Another One Bites the Dust
I finally finished reading David Wells’ latest book, The Courage to Be Protestant: Truth-lovers, Marketers, and Emergents in the Postmodern World. It is a good and eye-opening assessment of the Evangelical movement as it stands today. In a nutshell, Wells argues that the Evangelical movement has given up on truth and that this has grievous consequences.
Wells began writing the book as a summary of four previous books: No Place For Truth, God in the Wasteland, Losing Our Virtue, and Above All Earthly Pow’rs. But it has taken on an identity of its own above and beyond its usefulness as a summary of the previous provocative and salutary volumes.
The book points out that classical Evangelicalism was built on a minimal consensus so that Christian groups from disparate traditions could come together in mostly parachurch settings where doctrinal specifics would be ignored. The problem with this is that, as Wells points out, doctrine shrinks and the church vanishes. There is little doubt that these outcomes were not intended by the original founders of what has been called “neo-Evangelicalism.” Men like Carl F. H. Henry and Harold John Ockenga were not disinterested in doctrine. But the result of trying to create a coalition of various Christian traditions built around certain specific and minimal doctrines had the deletarious effect of suggesting that the doctrines not stressed were not important. And due to the context in which this happened (the defection of the old mainline denominations from the gospel) there was a tendency to disparage the church. So we find ourselves in a setting where we either replace the gospel with marketing strategies (as if the church depended upon attracting consumers) or eclecticism (where we do not really care whether we pick and choose from conflicting traditions as long as what we choose suits our taste) and in a place where the church can now be jettisoned for the practice of personal spirituality (ala the revoluntionary insights of George Barna).

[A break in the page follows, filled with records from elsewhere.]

//! Operation model - the trackable unit of strategic work.

use serde::{Deserialize, Serialize};

use crate::id::OperationId;
use crate::Time;

/// An operation is a unit of strategic work with an owner, a deadline,
/// and a recorded progress/status history.
#[derive(Debug, Clone, Serialize, Deserialize)]
pub struct Operation {
    /// Unique identifier
    pub id: OperationId,

    /// Operation title
    pub title: String,

    /// Detailed description
    pub description: String,

    /// Owner identifier (person or team responsible)
    pub owner: String,

    /// Current status
    pub status: OperationStatus,

    /// Priority
    pub priority: Priority,

    /// Complexity; `None` is treated as [`Complexity::Medium`] everywhere
    pub complexity: Option<Complexity>,

    /// Percentage complete (0-100)
    pub progress: u8,

    /// Deadline
    pub due_date: Time,

    /// Creation timestamp
    pub created_at: Time,

    /// Last update timestamp
    pub updated_at: Time,

    /// When the operation was completed, if it was
    pub completed_date: Option<Time>,

    /// Free-text dependency references, matched against other operations'
    /// titles by case-insensitive containment
    pub dependencies: Vec<String>,

    /// Status transitions, oldest first; always at least one entry once created
    pub status_history: Vec<StatusEntry>,

    /// Progress samples, oldest first; timestamps non-decreasing
    pub progress_history: Vec<ProgressEntry>,

    /// Latest prediction attached by the prediction engine
    pub prediction: Option<OperationPrediction>,
}

impl Operation {
    /// Complexity with the documented Medium default applied.
    pub fn complexity_or_default(&self) -> Complexity {
        self.complexity.unwrap_or(Complexity::Medium)
    }
}

/// Operation status.
#[derive(Debug, Clone, Copy, PartialEq, Eq, Hash, Serialize, Deserialize)]
pub enum OperationStatus {
    /// Not yet started
    NotStarted,
    /// Actively being worked
    InProgress,
    /// Blocked on something external
    Blocked,
    /// Finished
    Completed,
    /// Parked deliberately
    OnHold,
}

impl OperationStatus {
    /// Whether this status halts dependent work (blocked or parked).
    pub fn halts_dependents(self) -> bool {
        matches!(self, Self::Blocked | Self::OnHold)
    }
}

impl std::str::FromStr for OperationStatus {
    type Err = ParseError;

    fn from_str(s: &str) -> Result<Self, Self::Err> {
        match s.to_lowercase().as_str() {
            "notstarted" | "not-started" => Ok(Self::NotStarted),
            "inprogress" | "in-progress" => Ok(Self::InProgress),
            "blocked" => Ok(Self::Blocked),
            "completed" => Ok(Self::Completed),
            "onhold" | "on-hold" => Ok(Self::OnHold),
            _ => Err(ParseError::Status(s.to_string())),
        }
    }
}

/// Operation priority.
#[derive(Debug, Clone, Copy, PartialEq, Eq, Hash, Serialize, Deserialize)]
pub enum Priority {
    /// Can wait
    Low,
    /// Normal
    Medium,
    /// Important
    High,
    /// Drop everything else
    Critical,
}

impl Priority {
    /// Factor score used by the prediction engine.
    pub fn score(self) -> f64 {
        match self {
            Self::Critical => 1.0,
            Self::High => 0.8,
            Self::Medium => 0.6,
            Self::Low => 0.4,
        }
    }

    /// Duration multiplier: urgent work gets a compressed estimate.
    pub fn duration_multiplier(self) -> f64 {
        match self {
            Self::Critical => 0.7,
            Self::High => 0.8,
            Self::Medium => 1.0,
            Self::Low => 1.3,
        }
    }
}

impl std::str::FromStr for Priority {
    type Err = ParseError;

    fn from_str(s: &str) -> Result<Self, Self::Err> {
        match s.to_lowercase().as_str() {
            "low" => Ok(Self::Low),
            "medium" => Ok(Self::Medium),
            "high" => Ok(Self::High),
            "critical" => Ok(Self::Critical),
            _ => Err(ParseError::Priority(s.to_string())),
        }
    }
}

/// Operation complexity.
#[derive(Debug, Clone, Copy, PartialEq, Eq, Hash, Serialize, Deserialize)]
pub enum Complexity {
    /// Straightforward
    Low,
    /// Typical
    Medium,
    /// Involved
    High,
}

impl Complexity {
    /// Factor score. Inverted scale: a higher score means lower complexity.
    pub fn score(self) -> f64 {
        match self {
            Self::High => 0.3,
            Self::Medium => 0.6,
            Self::Low => 0.9,
        }
    }

    /// Baseline effort in days before priority and factor adjustments.
    pub fn base_days(self) -> f64 {
        match self {
            Self::Low => 3.0,
            Self::Medium => 7.0,
            Self::High => 14.0,
        }
    }
}

impl std::str::FromStr for Complexity {
    type Err = ParseError;

    fn from_str(s: &str) -> Result<Self, Self::Err> {
        match s.to_lowercase().as_str() {
            "low" => Ok(Self::Low),
            "medium" => Ok(Self::Medium),
            "high" => Ok(Self::High),
            _ => Err(ParseError::Complexity(s.to_string())),
        }
    }
}

/// Errors from parsing enum strings supplied by callers.
#[derive(Debug, thiserror::Error)]
pub enum ParseError {
    /// Unrecognized operation status
    #[error("unknown operation status: {0}")]
    Status(String),

    /// Unrecognized priority
    #[error("unknown priority: {0}")]
    Priority(String),

    /// Unrecognized complexity
    #[error("unknown complexity: {0}")]
    Complexity(String),
}

/// A recorded status transition.
#[derive(Debug, Clone, Copy, PartialEq, Eq, Serialize, Deserialize)]
pub struct StatusEntry {
    /// Status entered
    pub status: OperationStatus,

    /// When it was entered
    pub timestamp: Time,
}

/// A recorded progress sample.
#[derive(Debug, Clone, Copy, PartialEq, Eq, Serialize, Deserialize)]
pub struct ProgressEntry {
    /// Percentage complete at the time (0-100)
    pub progress: u8,

    /// When the sample was taken
    pub timestamp: Time,
}

/// Qualitative trust rating attached to a prediction.
#[derive(Debug, Clone, Copy, PartialEq, Eq, Hash, Serialize, Deserialize)]
pub enum ConfidenceLevel {
    /// Strong signal from history and similar work
    High,
    /// Some signal
    Medium,
    /// Little to go on
    Low,
}

/// Forward-looking estimate for an in-flight operation.
///
/// Recomputed on every prediction call; never persisted independently of the
/// operation it annotates. Absent for completed operations.
#[derive(Debug, Clone, PartialEq, Serialize, Deserialize)]
pub struct OperationPrediction {
    /// Estimated completion date
    pub estimated_completion_date: Time,

    /// Qualitative confidence in the estimate
    pub confidence_level: ConfidenceLevel,

    /// Conditions putting the schedule at risk
    pub risk_factors: Vec<String>,

    /// Suggested corrective actions
    pub recommendations: Vec<String>,

    /// Progress gained per day, percent (never negative)
    pub progress_velocity: f64,

    /// Whole days of work remaining
    pub days_remaining: i64,

    /// Probability of finishing by the due date, percent (5-95)
    pub probability_on_time: u8,

    /// Up to five completed operations with the same shape
    pub similar_operations: Vec<OperationId>,

    /// When this prediction was computed
    pub last_updated: Time,
}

What have we learned from all this? There are many things that could be said. But I will keep to these two things: doctrine matters and the church does too! What we believe and where we profess it and live it out matters a great deal. For instance, whether we embrace the Jesus of Scripture and the Reformed confessions or the Jesus of Momonism is a significant matter effecting one’s eternal destiny. And when we trust in Christ for our salvation we are joined to him and to his church. That theological fact must be evidenced in membership and involvement in a local congregation.
I could go on, but I will stop here. I am truly thankful that the gospel actually has content which we must believe and that when we come to faith in Christ we are not left to ourselves to live out the Christian faith. David Wells has reminded us of these things and many others.
* The Courage to Be Protestant was published by Eerdmans in 2008.